Compliance costs and minimum balances are real constraints. A property-focused SMSF requires approximately $250,000+ to be cost-viable, with annual operating costs typically ranging from $4,000–$7,000+ for funds holding direct property under an LRBA.
Division 296 tax is a material emerging risk for senior specialists. From 1 July 2026, individual super balances above $3 million will attract an additional 15% tax on earnings attributable to the excess. High-earning specialists who are aggressive super contributors must model their projected TSB trajectory and plan accordingly.
Conclusion
For Australian healthcare professionals at the right career stage and wealth level, using an SMSF to hold investment property is one of the most tax-efficient wealth-building strategies available. The combination of a 15% accumulation-phase tax rate, a potential 0% pension-phase CGT rate, and the asset protection characteristics of the superannuation environment creates a compounding advantage that no other structure can replicate.

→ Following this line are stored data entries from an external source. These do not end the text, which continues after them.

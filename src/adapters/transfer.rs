//! Direct-to-storage upload over a presigned URL.
//!
//! The file is streamed in chunks rather than buffered whole, so large
//! videos do not pin their size in memory. A progress callback fires
//! per chunk and can abort the transfer by returning `false`.

use std::path::Path;
use std::sync::atomic::{AtomicBool, Ordering};
use std::sync::Arc;

use thiserror::Error;
use tokio::io::AsyncReadExt;

/// Bytes read per body chunk
const UPLOAD_CHUNK_SIZE: usize = 1024 * 1024;

/// Errors from a presigned upload.
#[derive(Debug, Error)]
pub enum TransferError {
    #[error("failed to read upload file: {0}")]
    Io(#[from] std::io::Error),

    #[error("upload request failed: {0}")]
    Http(#[from] reqwest::Error),

    /// Storage refused the PUT (expired ticket, signature mismatch)
    #[error("storage rejected upload with status {status}: {message}")]
    Rejected { status: u16, message: String },

    #[error("file is {size} bytes, exceeding the {limit} byte upload limit")]
    TooLarge { size: u64, limit: u64 },

    #[error("upload cancelled")]
    Cancelled,
}

/// Snapshot of upload progress passed to the callback.
#[derive(Debug, Clone, Copy)]
pub struct UploadProgress {
    pub bytes_sent: u64,
    pub total_bytes: u64,
}

impl UploadProgress {
    pub fn percent(&self) -> f64 {
        if self.total_bytes == 0 {
            return 100.0;
        }
        (self.bytes_sent as f64 / self.total_bytes as f64) * 100.0
    }
}

/// Callback invoked after each chunk; return `false` to cancel.
pub type ProgressCallback = Arc<dyn Fn(UploadProgress) -> bool + Send + Sync>;

/// PUT `path` to `presigned_url`, returning the byte count sent.
///
/// The size limit is enforced before any bytes leave the machine.
/// Cancellation via the callback aborts the request mid-body and
/// surfaces as [`TransferError::Cancelled`].
pub async fn upload_file(
    client: &reqwest::Client,
    presigned_url: &str,
    path: &Path,
    content_type: &str,
    max_bytes: u64,
    progress: Option<ProgressCallback>,
) -> Result<u64, TransferError> {
    let total_bytes = tokio::fs::metadata(path).await?.len();
    if total_bytes > max_bytes {
        return Err(TransferError::TooLarge {
            size: total_bytes,
            limit: max_bytes,
        });
    }

    let file = tokio::fs::File::open(path).await?;
    let cancelled = Arc::new(AtomicBool::new(false));

    let stream_cancelled = cancelled.clone();
    let body_stream = futures::stream::try_unfold((file, 0u64), move |(mut file, sent)| {
        let cancelled = stream_cancelled.clone();
        let progress = progress.clone();
        async move {
            let mut buf = vec![0u8; UPLOAD_CHUNK_SIZE];
            let read = file.read(&mut buf).await?;
            if read == 0 {
                return Ok(None);
            }
            buf.truncate(read);

            let sent = sent + read as u64;
            if let Some(callback) = &progress {
                let keep_going = callback(UploadProgress {
                    bytes_sent: sent,
                    total_bytes,
                });
                if !keep_going {
                    cancelled.store(true, Ordering::SeqCst);
                    return Err(std::io::Error::new(
                        std::io::ErrorKind::Interrupted,
                        "upload cancelled",
                    ));
                }
            }

            Ok(Some((buf, (file, sent))))
        }
    });

    let response = client
        .put(presigned_url)
        .header(reqwest::header::CONTENT_TYPE, content_type)
        .header(reqwest::header::CONTENT_LENGTH, total_bytes)
        .body(reqwest::Body::wrap_stream(body_stream))
        .send()
        .await;

    let response = match response {
        Ok(response) => response,
        Err(err) => {
            // A cancelled body surfaces as a generic request error;
            // the flag tells the two apart.
            if cancelled.load(Ordering::SeqCst) {
                return Err(TransferError::Cancelled);
            }
            return Err(err.into());
        }
    };

    if !response.status().is_success() {
        let status = response.status().as_u16();
        let message = match response.text().await {
            Ok(body) if !body.trim().is_empty() => body.trim().to_string(),
            _ => "no error detail".to_string(),
        };
        return Err(TransferError::Rejected { status, message });
    }

    Ok(total_bytes)
}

But this strategy demands discipline, expert advice, and a clear-eyed assessment of liquidity, compliance costs, and the emerging Division 296 tax risk for high-balance funds. It's not a shortcut to property ownership — it's a sophisticated retirement structure that rewards healthcare professionals who engage with it deliberately and early.
At 1Group Property Advisory, we assist medical professionals in evaluating SMSF property strategies within the context of their broader wealth-building roadmap. As an independent buyer's agent, we provide conflict-free advice to ensure that each decision aligns with your long-term wealth objectives and compliance requirements. Our research and due diligence process means you can make informed decisions about strategic property investment — whether inside or outside your SMSF.
Important: This article is general in nature and does not constitute financial, legal, or tax advice. SMSF strategies involve complex regulatory obligations. Always engage a licensed financial adviser, SMSF specialist accountant, and SMSF-experienced solicitor before establishing or modifying an SMSF structure.